Le sol gelé d’une petite cabane en bord de mer faisait office de lit de fortune, il se réveillait le corps transi par le froid de sa nuit mouvementée, une douleur horrible le saisissait aux côtes dès sa première inspiration et venait engourdir ses membres.

Cette petite baraque avait été construite par les mains de son père et de ses grands frères. Ils l'avaient façonné avec le bois récolté à la sueur de leurs fronts, s’improvisant bûcherons, en coupant discrètement les arbres de la forêt de Pins qui entourait la plage. En réalité, tout ce terrain, y compris la forêt, était la propriété d'un certain Westshire mais ils n'avaient guère le choix de se servir des ressources à leur disposition afin d'avoir un endroit où s'abriter.

Notre petit bonhomme, lui, à peine plus haut que trois pommes, n’a aucun souvenir de cette époque. A sa naissance, il n’avait, malheureusement, plus que sa mère comme unique famille.
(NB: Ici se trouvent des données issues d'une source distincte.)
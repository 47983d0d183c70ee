use crate::StrError;
use serde::{Deserialize, Serialize};
use std::collections::BTreeMap;

/// Defines the roughness coefficient assigned to unknown coatings
pub const DEFAULT_ROUGHNESS: f64 = 0.6;

/// Holds the grade → SMYS (psi) lookup table
///
/// Unknown grades resolve to the weakest grade in the table (with a warning)
/// so that a sweep is never aborted by a single bad categorical value.
#[derive(Clone, Debug, PartialEq, Deserialize, Serialize)]
pub struct GradeTable {
    /// Maps the grade name (e.g., "X-52") to its SMYS in psi
    smys: BTreeMap<String, f64>,
}

impl GradeTable {
    /// Allocates a new instance with the built-in API 5L grades
    pub fn new() -> Self {
        let smys = [
            ("X-42", 42_000.0),
            ("X-52", 52_000.0),
            ("X-60", 60_000.0),
            ("X-65", 65_000.0),
            ("X-70", 70_000.0),
            ("X-80", 80_000.0),
        ];
        GradeTable {
            smys: smys.iter().map(|(g, s)| (g.to_string(), *s)).collect(),
        }
    }

    /// Allocates a new empty table
    pub fn empty() -> Self {
        GradeTable { smys: BTreeMap::new() }
    }

    /// Inserts or replaces a grade
    pub fn with(mut self, grade: &str, smys: f64) -> Self {
        self.smys.insert(grade.to_string(), smys);
        self
    }

    /// Returns the number of grades
    pub fn len(&self) -> usize {
        self.smys.len()
    }

    /// Returns true if the table has no grades
    pub fn is_empty(&self) -> bool {
        self.smys.is_empty()
    }

    /// Returns the SMYS of a known grade
    pub fn get(&self, grade: &str) -> Option<f64> {
        self.smys.get(grade).copied()
    }

    /// Returns the weakest grade and its SMYS
    pub fn weakest(&self) -> Option<(&str, f64)> {
        self.smys
            .iter()
            .min_by(|a, b| a.1.total_cmp(b.1))
            .map(|(g, s)| (g.as_str(), *s))
    }

    /// Resolves the SMYS of a grade
    ///
    /// Returns `(smys, source)` where `source` names the grade actually used.
    pub fn resolve(&self, grade: &str) -> Result<(f64, String), StrError> {
        if let Some(smys) = self.get(grade) {
            return Ok((smys, grade.to_string()));
        }
        let (weakest, smys) = self.weakest().ok_or("the grade table is empty")?;
        log::warn!("unknown pipe grade '{}'; using the weakest grade {} ({} psi)", grade, weakest, smys);
        Ok((smys, format!("{} (default for unknown grade '{}')", weakest, grade)))
    }

    /// Validates all data
    ///
    /// Returns a message with the inconsistent data, or returns None if everything is all right.
    pub fn validate(&self) -> Option<String> {
        if self.smys.is_empty() {
            return Some("the grade table must have at least one grade".to_string());
        }
        for (grade, smys) in &self.smys {
            if !smys.is_finite() || *smys <= 0.0 {
                return Some(format!("SMYS of grade {} = {:?} is incorrect; it must be > 0", grade, smys));
            }
        }
        None // all good
    }
}

impl Default for GradeTable {
    fn default() -> Self {
        Self::new()
    }
}

/// Holds the coating → roughness coefficient lookup table
#[derive(Clone, Debug, PartialEq, Deserialize, Serialize)]
pub struct CoatingTable {
    /// Maps the coating name to its roughness coefficient (interface friction ratio δ/φ)
    roughness: BTreeMap<String, f64>,
}

impl CoatingTable {
    /// Allocates a new instance with the built-in coatings
    pub fn new() -> Self {
        let roughness = [
            ("Polyethylene", 0.6),
            ("Fusion Bonded Epoxy", 0.6),
            ("FBE", 0.6),
            ("3LPE", 0.6),
            ("Tape", 0.6),
            ("Smooth steel", 0.7),
            ("Rough Steel", 0.8),
            ("Coal Tar", 0.9),
            ("Concrete", 1.0),
        ];
        CoatingTable {
            roughness: roughness.iter().map(|(c, r)| (c.to_string(), *r)).collect(),
        }
    }

    /// Inserts or replaces a coating
    pub fn with(mut self, coating: &str, roughness: f64) -> Self {
        self.roughness.insert(coating.to_string(), roughness);
        self
    }

    /// Returns the roughness of a known coating
    pub fn get(&self, coating: &str) -> Option<f64> {
        self.roughness.get(coating).copied()
    }

    /// Resolves the roughness coefficient of a coating
    ///
    /// Returns `(roughness, source)`; unknown coatings use [DEFAULT_ROUGHNESS].
    pub fn resolve(&self, coating: &str) -> (f64, String) {
        match self.get(coating) {
            Some(r) => (r, coating.to_string()),
            None => {
                log::warn!("unknown coating '{}'; using roughness {}", coating, DEFAULT_ROUGHNESS);
                (DEFAULT_ROUGHNESS, format!("default for unknown coating '{}'", coating))
            }
        }
    }

    /// Validates all data
    ///
    /// Returns a message with the inconsistent data, or returns None if everything is all right.
    pub fn validate(&self) -> Option<String> {
        for (coating, r) in &self.roughness {
            if !r.is_finite() || *r <= 0.0 || *r > 1.0 {
                return Some(format!(
                    "roughness of coating {} = {:?} is incorrect; it must be 0 < r ≤ 1",
                    coating, r
                ));
            }
        }
        None // all good
    }
}

impl Default for CoatingTable {
    fn default() -> Self {
        Self::new()
    }
}

////////////////////////////////////////////////////////////////////////////////////////////////////////////////////////

#[cfg(test)]
mod tests {
    use super::{CoatingTable, GradeTable, DEFAULT_ROUGHNESS};

    #[test]
    fn grade_table_works() {
        let table = GradeTable::new();
        assert_eq!(table.len(), 6);
        assert_eq!(table.get("X-52"), Some(52_000.0));
        assert_eq!(table.weakest(), Some(("X-42", 42_000.0)));
        assert_eq!(table.resolve("X-70").unwrap(), (70_000.0, "X-70".to_string()));
    }

    #[test]
    fn unknown_grade_uses_weakest() {
        let table = GradeTable::new();
        let (smys, source) = table.resolve("X-99").unwrap();
        assert_eq!(smys, 42_000.0);
        assert_eq!(source, "X-42 (default for unknown grade 'X-99')");

        let table = GradeTable::empty().with("X-60", 60_000.0).with("Grade B", 35_000.0);
        assert_eq!(table.resolve("X-42").unwrap().0, 35_000.0);
    }

    #[test]
    fn grade_table_captures_errors() {
        let table = GradeTable::empty();
        assert!(table.is_empty());
        assert_eq!(table.resolve("X-52").err(), Some("the grade table is empty"));
        assert_eq!(
            table.validate(),
            Some("the grade table must have at least one grade".to_string())
        );
        let table = GradeTable::new().with("X-00", 0.0);
        assert_eq!(
            table.validate(),
            Some("SMYS of grade X-00 = 0.0 is incorrect; it must be > 0".to_string())
        );
        assert_eq!(GradeTable::new().validate(), None);
    }

    #[test]
    fn coating_table_works() {
        let table = CoatingTable::new();
        assert_eq!(table.resolve("Concrete"), (1.0, "Concrete".to_string()));
        assert_eq!(table.get("Rough Steel"), Some(0.8));
        let (r, source) = table.resolve("Wax");
        assert_eq!(r, DEFAULT_ROUGHNESS);
        assert_eq!(source, "default for unknown coating 'Wax'");
        assert_eq!(table.validate(), None);
        assert!(table.with("Glass", 1.5).validate().is_some());
    }

    #[test]
    fn tables_serde_works() {
        let table = GradeTable::empty().with("X-52", 52_000.0);
        let json = serde_json::to_string(&table).unwrap();
        assert_eq!(json, "{\"smys\":{\"X-52\":52000.0}}");
        let read: GradeTable = serde_json::from_str(&json).unwrap();
        assert_eq!(read, table);
    }
}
Il ne connaissait que ce quotidien amer, qui se répétait inlassablement sur cette île, enfin, cet immense roc plutôt, perdu au beau milieu de l’océan.

Rocashire, était un endroit isolé du reste du monde. Il était littéralement encerclé par des courants impraticables, d’eaux noires et sinistres.
Les quelques personnes qui se risquaient à quitter la terre ferme, étaient les pêcheurs qui allaient réapprovisionner les stocks de poissons des maîtres de l’île. Ils risquaient leurs vies, mais cela permettait, au moins, de vivre décemment.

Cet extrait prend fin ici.